==== RECORDS FOR THE EXERCISE ====

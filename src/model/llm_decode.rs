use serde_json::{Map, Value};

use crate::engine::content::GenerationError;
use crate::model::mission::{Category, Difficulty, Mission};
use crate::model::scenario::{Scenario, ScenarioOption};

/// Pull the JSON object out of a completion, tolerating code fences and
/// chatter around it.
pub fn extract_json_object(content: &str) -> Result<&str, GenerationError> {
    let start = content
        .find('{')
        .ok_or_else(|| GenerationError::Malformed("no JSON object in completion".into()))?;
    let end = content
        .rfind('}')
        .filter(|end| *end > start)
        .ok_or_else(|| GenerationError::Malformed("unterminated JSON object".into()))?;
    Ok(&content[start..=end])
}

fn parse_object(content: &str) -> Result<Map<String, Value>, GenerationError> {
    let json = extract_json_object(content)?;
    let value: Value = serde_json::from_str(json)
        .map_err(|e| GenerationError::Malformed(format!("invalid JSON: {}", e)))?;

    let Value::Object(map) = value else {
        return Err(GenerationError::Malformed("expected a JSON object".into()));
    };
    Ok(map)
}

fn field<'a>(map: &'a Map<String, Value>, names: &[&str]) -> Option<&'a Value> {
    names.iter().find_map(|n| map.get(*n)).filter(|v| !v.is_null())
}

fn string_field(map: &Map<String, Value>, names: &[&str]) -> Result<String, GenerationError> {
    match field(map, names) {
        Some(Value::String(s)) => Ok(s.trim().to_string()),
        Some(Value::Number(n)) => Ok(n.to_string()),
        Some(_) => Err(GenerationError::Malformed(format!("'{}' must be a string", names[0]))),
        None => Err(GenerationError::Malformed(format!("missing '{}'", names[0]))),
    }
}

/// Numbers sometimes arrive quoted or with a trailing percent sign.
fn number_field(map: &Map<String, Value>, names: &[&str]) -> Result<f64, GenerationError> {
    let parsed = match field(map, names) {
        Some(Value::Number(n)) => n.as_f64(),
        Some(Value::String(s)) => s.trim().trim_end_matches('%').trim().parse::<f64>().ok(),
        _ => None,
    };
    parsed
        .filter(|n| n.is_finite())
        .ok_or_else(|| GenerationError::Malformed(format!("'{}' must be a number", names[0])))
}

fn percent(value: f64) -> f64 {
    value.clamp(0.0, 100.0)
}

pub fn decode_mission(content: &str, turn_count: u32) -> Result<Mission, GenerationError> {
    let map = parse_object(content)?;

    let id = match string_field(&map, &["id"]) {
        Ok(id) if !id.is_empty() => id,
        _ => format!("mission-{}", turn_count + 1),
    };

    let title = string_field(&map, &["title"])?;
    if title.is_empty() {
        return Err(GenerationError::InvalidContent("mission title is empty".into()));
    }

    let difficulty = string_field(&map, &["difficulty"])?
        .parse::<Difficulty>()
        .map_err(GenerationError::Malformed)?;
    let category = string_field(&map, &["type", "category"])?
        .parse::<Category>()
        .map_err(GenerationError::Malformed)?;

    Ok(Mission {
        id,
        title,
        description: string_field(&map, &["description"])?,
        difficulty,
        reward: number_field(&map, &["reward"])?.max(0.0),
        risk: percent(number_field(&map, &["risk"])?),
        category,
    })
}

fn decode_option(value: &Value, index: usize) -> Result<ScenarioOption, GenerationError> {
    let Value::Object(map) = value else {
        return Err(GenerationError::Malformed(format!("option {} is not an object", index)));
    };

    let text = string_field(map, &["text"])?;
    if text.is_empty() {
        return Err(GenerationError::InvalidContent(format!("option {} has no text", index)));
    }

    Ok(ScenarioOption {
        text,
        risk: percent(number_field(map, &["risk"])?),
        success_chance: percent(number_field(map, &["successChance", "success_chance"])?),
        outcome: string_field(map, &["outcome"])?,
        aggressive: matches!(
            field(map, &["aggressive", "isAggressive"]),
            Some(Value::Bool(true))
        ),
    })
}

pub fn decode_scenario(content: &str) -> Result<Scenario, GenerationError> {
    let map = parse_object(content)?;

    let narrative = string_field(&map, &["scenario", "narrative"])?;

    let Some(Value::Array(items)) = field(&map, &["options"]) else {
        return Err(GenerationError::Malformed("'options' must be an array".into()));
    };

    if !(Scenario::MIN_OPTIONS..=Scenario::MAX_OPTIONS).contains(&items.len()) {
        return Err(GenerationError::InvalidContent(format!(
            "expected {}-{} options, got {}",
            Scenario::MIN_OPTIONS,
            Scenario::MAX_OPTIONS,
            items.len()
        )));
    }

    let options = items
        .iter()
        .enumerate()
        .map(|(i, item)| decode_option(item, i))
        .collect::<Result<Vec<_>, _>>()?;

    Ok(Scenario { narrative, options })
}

====

▶ [ABOUT THIS EXERCISE]: Exactly as they stand, set down the lines from the top of the data through the line with "let json = extract_json_object(content)?;".

▶ [RESPONSE TO THIS EXERCISE]:
filename src/model/llm_decode.rs
use serde_json::{Map, Value};

use crate::engine::content::GenerationError;
use crate::model::mission::{Category, Difficulty, Mission};
use crate::model::scenario::{Scenario, ScenarioOption};

/// Pull the JSON object out of a completion, tolerating code fences and
/// chatter around it.
pub fn extract_json_object(content: &str) -> Result<&str, GenerationError> {
    let start = content
        .find('{')
        .ok_or_else(|| GenerationError::Malformed("no JSON object in completion".into()))?;
    let end = content
        .rfind('}')
        .filter(|end| *end > start)
        .ok_or_else(|| GenerationError::Malformed("unterminated JSON object".into()))?;
    Ok(&content[start..=end])
}

fn parse_object(content: &str) -> Result<Map<String, Value>, GenerationError> {
    let json = extract_json_object(content)?;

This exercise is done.